_EXERCISE OBJECTIVE:_ The line containing "use crate::models::shared::Pagination;" marks the end: quote every line from the start of the records below through it, word for word.

(Collected data)
□ □ □ □ □ □ □

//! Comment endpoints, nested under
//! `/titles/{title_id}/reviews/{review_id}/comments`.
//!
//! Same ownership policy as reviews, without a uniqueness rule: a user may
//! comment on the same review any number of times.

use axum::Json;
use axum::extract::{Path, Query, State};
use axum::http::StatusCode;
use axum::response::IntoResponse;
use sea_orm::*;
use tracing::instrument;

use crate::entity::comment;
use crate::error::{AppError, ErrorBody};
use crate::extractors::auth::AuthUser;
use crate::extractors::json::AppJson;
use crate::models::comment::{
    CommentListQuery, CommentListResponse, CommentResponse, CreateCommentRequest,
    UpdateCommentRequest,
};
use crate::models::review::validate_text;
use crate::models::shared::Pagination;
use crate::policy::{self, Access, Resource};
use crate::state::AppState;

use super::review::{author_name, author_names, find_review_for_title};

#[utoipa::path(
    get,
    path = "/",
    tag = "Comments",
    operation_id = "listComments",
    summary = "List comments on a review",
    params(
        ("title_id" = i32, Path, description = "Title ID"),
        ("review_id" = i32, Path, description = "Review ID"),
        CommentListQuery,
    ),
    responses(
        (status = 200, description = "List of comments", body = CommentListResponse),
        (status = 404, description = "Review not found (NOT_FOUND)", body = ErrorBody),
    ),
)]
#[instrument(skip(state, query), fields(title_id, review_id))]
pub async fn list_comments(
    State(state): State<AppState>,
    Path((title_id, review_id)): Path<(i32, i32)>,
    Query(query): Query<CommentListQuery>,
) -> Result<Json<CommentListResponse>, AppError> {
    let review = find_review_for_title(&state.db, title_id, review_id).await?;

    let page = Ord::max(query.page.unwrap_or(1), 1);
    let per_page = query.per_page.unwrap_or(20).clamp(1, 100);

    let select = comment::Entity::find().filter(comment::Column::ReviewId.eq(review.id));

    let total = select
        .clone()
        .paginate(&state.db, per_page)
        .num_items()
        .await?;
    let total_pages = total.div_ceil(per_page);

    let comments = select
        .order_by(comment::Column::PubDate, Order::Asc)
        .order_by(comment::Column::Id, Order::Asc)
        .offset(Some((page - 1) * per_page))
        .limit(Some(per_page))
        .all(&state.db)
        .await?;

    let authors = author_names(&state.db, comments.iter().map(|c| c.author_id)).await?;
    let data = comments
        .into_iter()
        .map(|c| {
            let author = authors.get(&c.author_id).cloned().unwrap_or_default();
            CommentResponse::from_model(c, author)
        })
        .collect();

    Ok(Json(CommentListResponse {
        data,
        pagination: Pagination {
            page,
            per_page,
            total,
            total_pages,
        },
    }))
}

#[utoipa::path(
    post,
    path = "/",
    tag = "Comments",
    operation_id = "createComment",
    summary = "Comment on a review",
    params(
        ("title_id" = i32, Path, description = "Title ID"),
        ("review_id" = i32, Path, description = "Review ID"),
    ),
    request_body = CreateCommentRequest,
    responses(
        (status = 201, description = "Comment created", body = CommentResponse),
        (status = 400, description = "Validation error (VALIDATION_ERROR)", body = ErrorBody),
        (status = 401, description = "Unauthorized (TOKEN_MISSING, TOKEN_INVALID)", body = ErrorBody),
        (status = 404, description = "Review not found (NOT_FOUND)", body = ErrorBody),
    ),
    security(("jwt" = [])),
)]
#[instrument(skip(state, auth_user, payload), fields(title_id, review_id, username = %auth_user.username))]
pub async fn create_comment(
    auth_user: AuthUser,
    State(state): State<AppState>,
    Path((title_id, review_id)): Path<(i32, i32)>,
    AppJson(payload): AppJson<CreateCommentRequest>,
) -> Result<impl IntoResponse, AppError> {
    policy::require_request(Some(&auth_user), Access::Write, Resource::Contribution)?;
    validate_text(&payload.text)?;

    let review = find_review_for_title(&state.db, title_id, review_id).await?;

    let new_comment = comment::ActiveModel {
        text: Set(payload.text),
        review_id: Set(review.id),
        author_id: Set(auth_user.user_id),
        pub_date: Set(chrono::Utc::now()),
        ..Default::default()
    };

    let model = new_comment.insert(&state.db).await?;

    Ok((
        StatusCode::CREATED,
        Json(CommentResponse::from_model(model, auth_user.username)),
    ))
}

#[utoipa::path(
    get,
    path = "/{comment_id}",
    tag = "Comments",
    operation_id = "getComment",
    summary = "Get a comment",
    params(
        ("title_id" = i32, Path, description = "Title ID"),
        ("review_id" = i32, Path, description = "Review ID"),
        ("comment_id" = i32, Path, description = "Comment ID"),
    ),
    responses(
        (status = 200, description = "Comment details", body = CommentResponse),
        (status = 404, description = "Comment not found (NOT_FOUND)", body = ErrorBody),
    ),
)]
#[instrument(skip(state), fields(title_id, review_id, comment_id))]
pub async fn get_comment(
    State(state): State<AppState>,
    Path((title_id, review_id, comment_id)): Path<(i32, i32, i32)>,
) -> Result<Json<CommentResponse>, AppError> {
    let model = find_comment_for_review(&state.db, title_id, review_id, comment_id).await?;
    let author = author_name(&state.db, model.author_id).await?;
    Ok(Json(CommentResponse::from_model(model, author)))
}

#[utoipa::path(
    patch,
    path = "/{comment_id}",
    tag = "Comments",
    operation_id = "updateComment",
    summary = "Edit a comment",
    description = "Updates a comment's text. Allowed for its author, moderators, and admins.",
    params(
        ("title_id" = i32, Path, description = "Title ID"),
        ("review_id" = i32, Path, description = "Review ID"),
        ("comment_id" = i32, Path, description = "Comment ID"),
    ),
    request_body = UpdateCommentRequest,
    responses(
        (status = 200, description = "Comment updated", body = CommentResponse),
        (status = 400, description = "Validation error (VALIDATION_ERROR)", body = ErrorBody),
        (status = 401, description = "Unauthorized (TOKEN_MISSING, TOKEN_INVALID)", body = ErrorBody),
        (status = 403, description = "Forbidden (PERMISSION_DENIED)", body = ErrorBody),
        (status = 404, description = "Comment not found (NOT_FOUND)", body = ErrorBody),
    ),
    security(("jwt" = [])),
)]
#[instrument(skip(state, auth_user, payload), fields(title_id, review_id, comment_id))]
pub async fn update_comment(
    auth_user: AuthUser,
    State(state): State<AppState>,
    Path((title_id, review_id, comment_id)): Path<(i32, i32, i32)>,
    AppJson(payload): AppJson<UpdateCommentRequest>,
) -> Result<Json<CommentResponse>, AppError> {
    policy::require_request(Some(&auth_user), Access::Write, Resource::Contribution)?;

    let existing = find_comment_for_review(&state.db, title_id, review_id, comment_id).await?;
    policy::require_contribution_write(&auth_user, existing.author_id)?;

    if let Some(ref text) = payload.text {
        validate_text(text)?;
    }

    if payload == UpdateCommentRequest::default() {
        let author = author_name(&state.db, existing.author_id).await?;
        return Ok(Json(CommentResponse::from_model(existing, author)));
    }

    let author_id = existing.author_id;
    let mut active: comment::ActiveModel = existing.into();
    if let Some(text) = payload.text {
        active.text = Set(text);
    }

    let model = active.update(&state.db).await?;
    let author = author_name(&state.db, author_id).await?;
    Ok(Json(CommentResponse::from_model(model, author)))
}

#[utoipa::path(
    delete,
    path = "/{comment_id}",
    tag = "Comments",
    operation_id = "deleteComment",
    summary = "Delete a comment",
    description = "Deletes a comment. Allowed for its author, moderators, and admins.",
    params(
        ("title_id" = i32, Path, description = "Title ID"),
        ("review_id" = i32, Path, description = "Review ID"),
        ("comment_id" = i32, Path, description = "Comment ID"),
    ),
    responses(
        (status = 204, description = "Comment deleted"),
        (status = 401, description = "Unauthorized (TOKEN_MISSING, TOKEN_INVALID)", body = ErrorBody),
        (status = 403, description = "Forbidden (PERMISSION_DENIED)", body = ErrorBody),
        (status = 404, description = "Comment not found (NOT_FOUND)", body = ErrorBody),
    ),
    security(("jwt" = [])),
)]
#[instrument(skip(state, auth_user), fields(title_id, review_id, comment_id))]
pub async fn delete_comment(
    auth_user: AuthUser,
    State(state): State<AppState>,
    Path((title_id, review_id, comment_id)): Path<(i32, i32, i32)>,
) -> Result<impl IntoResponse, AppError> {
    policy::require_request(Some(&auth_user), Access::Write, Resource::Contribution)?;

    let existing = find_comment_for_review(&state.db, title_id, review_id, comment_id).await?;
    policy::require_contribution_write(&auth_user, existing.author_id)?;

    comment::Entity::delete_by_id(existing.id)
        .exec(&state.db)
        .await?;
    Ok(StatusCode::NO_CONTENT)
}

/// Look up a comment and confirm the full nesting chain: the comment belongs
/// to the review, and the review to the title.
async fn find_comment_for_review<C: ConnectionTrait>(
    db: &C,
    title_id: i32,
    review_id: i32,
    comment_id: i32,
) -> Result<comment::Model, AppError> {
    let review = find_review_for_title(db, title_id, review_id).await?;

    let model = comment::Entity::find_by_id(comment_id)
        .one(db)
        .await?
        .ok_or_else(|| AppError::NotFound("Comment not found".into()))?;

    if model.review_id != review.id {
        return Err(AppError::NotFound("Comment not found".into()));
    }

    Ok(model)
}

□ □ □ □ □ □ □

_ANSWER TO THIS PROBLEM:_
//! Comment endpoints, nested under
//! `/titles/{title_id}/reviews/{review_id}/comments`.
//!
//! Same ownership policy as reviews, without a uniqueness rule: a user may
//! comment on the same review any number of times.

use axum::Json;
use axum::extract::{Path, Query, State};
use axum::http::StatusCode;
use axum::response::IntoResponse;
use sea_orm::*;
use tracing::instrument;

use crate::entity::comment;
use crate::error::{AppError, ErrorBody};
use crate::extractors::auth::AuthUser;
use crate::extractors::json::AppJson;
use crate::models::comment::{
    CommentListQuery, CommentListResponse, CommentResponse, CreateCommentRequest,
    UpdateCommentRequest,
};
use crate::models::review::validate_text;
use crate::models::shared::Pagination;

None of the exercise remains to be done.